What you will do
Make your reply a word-for-word repeat of the records.
[[ Listed entries open ]]
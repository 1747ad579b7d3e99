//! Display and search preferences.

use serde::{Deserialize, Serialize};

use super::Source;

#[derive(Debug, Clone, Copy, PartialEq, Eq, Default, Serialize, Deserialize)]
#[serde(rename_all = "lowercase")]
pub enum Theme {
    Light,
    Dark,
    #[default]
    Auto,
}

#[derive(Debug, Clone, Copy, PartialEq, Eq, Default, Serialize, Deserialize)]
#[serde(rename_all = "lowercase")]
pub enum ViewMode {
    #[default]
    Grid,
    List,
}

/// Display and search preferences; missing fields take their defaults
#[derive(Debug, Clone, PartialEq, Serialize, Deserialize)]
#[serde(rename_all = "camelCase", default)]
pub struct Preferences {
    pub theme: Theme,
    pub default_source: Source,
    pub results_per_page: u32,
    pub view_mode: ViewMode,
}

impl Default for Preferences {
    fn default() -> Self {
        Self {
            theme: Theme::default(),
            default_source: Source::default(),
            results_per_page: 20,
            view_mode: ViewMode::default(),
        }
    }
}
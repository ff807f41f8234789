//! Conversations and the dialogue turns they are made of.
//!
//! A conversation is an ordered sequence of turns, each authored either by
//! the user (an utterance, optionally intent-labeled and tagged) or by the
//! agent (a named action).

mod conversation;
mod turn;

pub use conversation::Conversation;
pub use turn::{AgentAction, DialogueTurn, UserAction, UTTERANCE_ACTION};
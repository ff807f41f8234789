//! Training-ready dataset types derived from an agent configuration.

mod conversation_dataset;
mod nlu_dataset;

pub use conversation_dataset::ConversationDataset;
pub use nlu_dataset::{NluDataset, NluExample};
//! Machine-learning data utilities.

mod folds;

pub use folds::make_stratified_folds;
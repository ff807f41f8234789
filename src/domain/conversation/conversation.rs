//! Conversation entity - an ordered sequence of dialogue turns.

use crate::domain::conversation::{AgentAction, DialogueTurn, UserAction};
use serde::{Deserialize, Serialize};

/// An ordered sequence of dialogue turns.
///
/// A conversation only qualifies as training data when it has at least one
/// turn and at least one agent-authored turn; see
/// `AgentConfig::filter_no_agent_convs`.
#[derive(Debug, Clone, Default, PartialEq, Eq, Serialize, Deserialize)]
pub struct Conversation {
    #[serde(default)]
    pub turns: Vec<DialogueTurn>,
}

impl Conversation {
    /// Creates a conversation from the given turns.
    pub fn new(turns: Vec<DialogueTurn>) -> Self {
        Self { turns }
    }

    /// Returns true if the conversation has no turns.
    pub fn is_empty(&self) -> bool {
        self.turns.is_empty()
    }

    /// Returns true if any turn was authored by the agent.
    pub fn has_agent_turn(&self) -> bool {
        self.turns.iter().any(DialogueTurn::is_agent)
    }

    /// Returns true if the conversation is usable as training data.
    pub fn is_trainable(&self) -> bool {
        !self.is_empty() && self.has_agent_turn()
    }

    /// Iterates over the user actions of the conversation, in turn order.
    pub fn user_actions(&self) -> impl Iterator<Item = &UserAction> {
        self.turns.iter().filter_map(DialogueTurn::as_user_action)
    }

    /// Iterates over the agent actions of the conversation, in turn order.
    pub fn agent_actions(&self) -> impl Iterator<Item = &AgentAction> {
        self.turns.iter().filter_map(DialogueTurn::as_agent_action)
    }

    /// Expands the conversation into next-action-prediction windows: one
    /// sub-conversation per agent turn, each covering the turns up to and
    /// including that agent turn.
    pub fn expansions(&self) -> Vec<Conversation> {
        self.turns
            .iter()
            .enumerate()
            .filter(|(_, turn)| turn.is_agent())
            .map(|(i, _)| Conversation::new(self.turns[..=i].to_vec()))
            .collect()
    }
}
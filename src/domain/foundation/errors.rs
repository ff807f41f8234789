//! Error types for the domain layer.

use thiserror::Error;

/// Errors that occur when splitting a dataset into stratified folds.
#[derive(Debug, Clone, Error)]
pub enum FoldError {
    #[error("fold count must be at least 1")]
    ZeroFolds,

    #[error("cannot split {len} items into {k} folds")]
    TooManyFolds { k: usize, len: usize },

    #[error("data has {data} items but labels has {labels}")]
    LengthMismatch { data: usize, labels: usize },
}

/// Errors that occur while loading a persisted agent export.
#[derive(Debug, Error)]
pub enum AgentLoadError {
    #[error("failed to read agent export: {0}")]
    Io(#[from] std::io::Error),

    #[error("malformed agent export: {0}")]
    Parse(#[from] serde_json::Error),
}
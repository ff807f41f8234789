//! Agent configuration aggregate and its dataset operations.

mod config;
mod export;
mod registry;

pub use config::AgentConfig;
pub use export::AgentExport;
pub use registry::{AgentActionDefinition, Intent, TagType};
//! Flat NLU dataset: one record per training example.

use crate::domain::nlu::Tag;
use serde::{Deserialize, Serialize};
use std::collections::BTreeSet;

/// One record of an NLU dataset.
///
/// Out-of-domain records carry `intent: None`; that absent label is the OOD
/// sentinel reported by `NluDataset::unique_labels`.
#[derive(Debug, Clone, PartialEq, Eq, Serialize, Deserialize)]
#[serde(rename_all = "camelCase")]
pub struct NluExample {
    pub text: String,

    #[serde(default)]
    pub intent: Option<String>,

    #[serde(default)]
    pub tags: Option<Vec<Tag>>,

    #[serde(default, rename = "isOOD")]
    pub is_ood: bool,
}

/// A flat, order-preserving sequence of NLU examples.
#[derive(Debug, Clone, Default, PartialEq, Eq, Serialize, Deserialize)]
#[serde(transparent)]
pub struct NluDataset {
    examples: Vec<NluExample>,
}

impl NluDataset {
    /// Creates a dataset from the given examples, preserving their order.
    pub fn from_examples(examples: Vec<NluExample>) -> Self {
        Self { examples }
    }

    /// Returns the number of examples.
    pub fn len(&self) -> usize {
        self.examples.len()
    }

    /// Returns true if the dataset has no examples.
    pub fn is_empty(&self) -> bool {
        self.examples.is_empty()
    }

    /// Iterates over the examples in dataset order.
    pub fn iter(&self) -> impl Iterator<Item = &NluExample> {
        self.examples.iter()
    }

    /// Returns the set of intent labels present in the dataset.
    ///
    /// Includes `None` exactly when the dataset contains out-of-domain
    /// records.
    pub fn unique_labels(&self) -> BTreeSet<Option<String>> {
        self.examples.iter().map(|ex| ex.intent.clone()).collect()
    }
}

impl IntoIterator for NluDataset {
    type Item = NluExample;
    type IntoIter = std::vec::IntoIter<NluExample>;

    fn into_iter(self) -> Self::IntoIter {
        self.examples.into_iter()
    }
}

impl<'a> IntoIterator for &'a NluDataset {
    type Item = &'a NluExample;
    type IntoIter = std::slice::Iter<'a, NluExample>;

    fn into_iter(self) -> Self::IntoIter {
        self.examples.iter()
    }
}

impl FromIterator<NluExample> for NluDataset {
    fn from_iter<I: IntoIterator<Item = NluExample>>(iter: I) -> Self {
        Self {
            examples: iter.into_iter().collect(),
        }
    }
}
[[ Listed entries closed ]]
Completed task
repository 1747ad579b7d3e99
//! Display and search preferences.

use serde::{Deserialize, Serialize};

use super::Source;

#[derive(Debug, Clone, Copy, PartialEq, Eq, Default, Serialize, Deserialize)]
#[serde(rename_all = "lowercase")]
pub enum Theme {
    Light,
    Dark,
    #[default]
    Auto,
}

#[derive(Debug, Clone, Copy, PartialEq, Eq, Default, Serialize, Deserialize)]
#[serde(rename_all = "lowercase")]
pub enum ViewMode {
    #[default]
    Grid,
    List,
}

/// Display and search preferences; missing fields take their defaults
#[derive(Debug, Clone, PartialEq, Serialize, Deserialize)]
#[serde(rename_all = "camelCase", default)]
pub struct Preferences {
    pub theme: Theme,
    pub default_source: Source,
    pub results_per_page: u32,
    pub view_mode: ViewMode,
}

impl Default for Preferences {
    fn default() -> Self {
        Self {
            theme: Theme::default(),
            default_source: Source::default(),
            results_per_page: 20,
            view_mode: ViewMode::default(),
        }
    }
}
repository ff807f41f8234789
//! Conversations and the dialogue turns they are made of.
//!
//! A conversation is an ordered sequence of turns, each authored either by
//! the user (an utterance, optionally intent-labeled and tagged) or by the
//! agent (a named action).

mod conversation;
mod turn;

pub use conversation::Conversation;
pub use turn::{AgentAction, DialogueTurn, UserAction, UTTERANCE_ACTION};
repository ff807f41f8234789
//! Training-ready dataset types derived from an agent configuration.

mod conversation_dataset;
mod nlu_dataset;

pub use conversation_dataset::ConversationDataset;
pub use nlu_dataset::{NluDataset, NluExample};
//! Machine-learning data utilities.

mod folds;

pub use folds::make_stratified_folds;
repository ff807f41f8234789
filename src/domain/conversation/conversation.rs
//! Conversation entity - an ordered sequence of dialogue turns.

use crate::domain::conversation::{AgentAction, DialogueTurn, UserAction};
use serde::{Deserialize, Serialize};

/// An ordered sequence of dialogue turns.
///
/// A conversation only qualifies as training data when it has at least one
/// turn and at least one agent-authored turn; see
/// `AgentConfig::filter_no_agent_convs`.
#[derive(Debug, Clone, Default, PartialEq, Eq, Serialize, Deserialize)]
pub struct Conversation {
    #[serde(default)]
    pub turns: Vec<DialogueTurn>,
}

impl Conversation {
    /// Creates a conversation from the given turns.
    pub fn new(turns: Vec<DialogueTurn>) -> Self {
        Self { turns }
    }

    /// Returns true if the conversation has no turns.
    pub fn is_empty(&self) -> bool {
        self.turns.is_empty()
    }

    /// Returns true if any turn was authored by the agent.
    pub fn has_agent_turn(&self) -> bool {
        self.turns.iter().any(DialogueTurn::is_agent)
    }

    /// Returns true if the conversation is usable as training data.
    pub fn is_trainable(&self) -> bool {
        !self.is_empty() && self.has_agent_turn()
    }

    /// Iterates over the user actions of the conversation, in turn order.
    pub fn user_actions(&self) -> impl Iterator<Item = &UserAction> {
        self.turns.iter().filter_map(DialogueTurn::as_user_action)
    }

    /// Iterates over the agent actions of the conversation, in turn order.
    pub fn agent_actions(&self) -> impl Iterator<Item = &AgentAction> {
        self.turns.iter().filter_map(DialogueTurn::as_agent_action)
    }

    /// Expands the conversation into next-action-prediction windows: one
    /// sub-conversation per agent turn, each covering the turns up to and
    /// including that agent turn.
    pub fn expansions(&self) -> Vec<Conversation> {
        self.turns
            .iter()
            .enumerate()
            .filter(|(_, turn)| turn.is_agent())
            .map(|(i, _)| Conversation::new(self.turns[..=i].to_vec()))
            .collect()
    }
}
filename src/domain/foundation/errors.rs
repository ff807f41f8234789
//! Error types for the domain layer.

use thiserror::Error;

/// Errors that occur when splitting a dataset into stratified folds.
#[derive(Debug, Clone, Error)]
pub enum FoldError {
    #[error("fold count must be at least 1")]
    ZeroFolds,

    #[error("cannot split {len} items into {k} folds")]
    TooManyFolds { k: usize, len: usize },

    #[error("data has {data} items but labels has {labels}")]
    LengthMismatch { data: usize, labels: usize },
}

/// Errors that occur while loading a persisted agent export.
#[derive(Debug, Error)]
pub enum AgentLoadError {
    #[error("failed to read agent export: {0}")]
    Io(#[from] std::io::Error),

    #[error("malformed agent export: {0}")]
    Parse(#[from] serde_json::Error),
}
repository ff807f41f8234789
//! Agent configuration aggregate and its dataset operations.

mod config;
mod export;
mod registry;

pub use config::AgentConfig;
pub use export::AgentExport;
pub use registry::{AgentActionDefinition, Intent, TagType};
//! Flat NLU dataset: one record per training example.

use crate::domain::nlu::Tag;
use serde::{Deserialize, Serialize};
use std::collections::BTreeSet;

/// One record of an NLU dataset.
///
/// Out-of-domain records carry `intent: None`; that absent label is the OOD
/// sentinel reported by `NluDataset::unique_labels`.
#[derive(Debug, Clone, PartialEq, Eq, Serialize, Deserialize)]
#[serde(rename_all = "camelCase")]
pub struct NluExample {
    pub text: String,

    #[serde(default)]
    pub intent: Option<String>,

    #[serde(default)]
    pub tags: Option<Vec<Tag>>,

    #[serde(default, rename = "isOOD")]
    pub is_ood: bool,
}

/// A flat, order-preserving sequence of NLU examples.
#[derive(Debug, Clone, Default, PartialEq, Eq, Serialize, Deserialize)]
#[serde(transparent)]
pub struct NluDataset {
    examples: Vec<NluExample>,
}

impl NluDataset {
    /// Creates a dataset from the given examples, preserving their order.
    pub fn from_examples(examples: Vec<NluExample>) -> Self {
        Self { examples }
    }

    /// Returns the number of examples.
    pub fn len(&self) -> usize {
        self.examples.len()
    }

    /// Returns true if the dataset has no examples.
    pub fn is_empty(&self) -> bool {
        self.examples.is_empty()
    }

    /// Iterates over the examples in dataset order.
    pub fn iter(&self) -> impl Iterator<Item = &NluExample> {
        self.examples.iter()
    }

    /// Returns the set of intent labels present in the dataset.
    ///
    /// Includes `None` exactly when the dataset contains out-of-domain
    /// records.
    pub fn unique_labels(&self) -> BTreeSet<Option<String>> {
        self.examples.iter().map(|ex| ex.intent.clone()).collect()
    }
}

impl IntoIterator for NluDataset {
    type Item = NluExample;
    type IntoIter = std::vec::IntoIter<NluExample>;

    fn into_iter(self) -> Self::IntoIter {
        self.examples.into_iter()
    }
}

impl<'a> IntoIterator for &'a NluDataset {
    type Item = &'a NluExample;
    type IntoIter = std::slice::Iter<'a, NluExample>;

    fn into_iter(self) -> Self::IntoIter {
        self.examples.iter()
    }
}

impl FromIterator<NluExample> for NluDataset {
    fn from_iter<I: IntoIterator<Item = NluExample>>(iter: I) -> Self {
        Self {
            examples: iter.into_iter().collect(),
        }
    }
}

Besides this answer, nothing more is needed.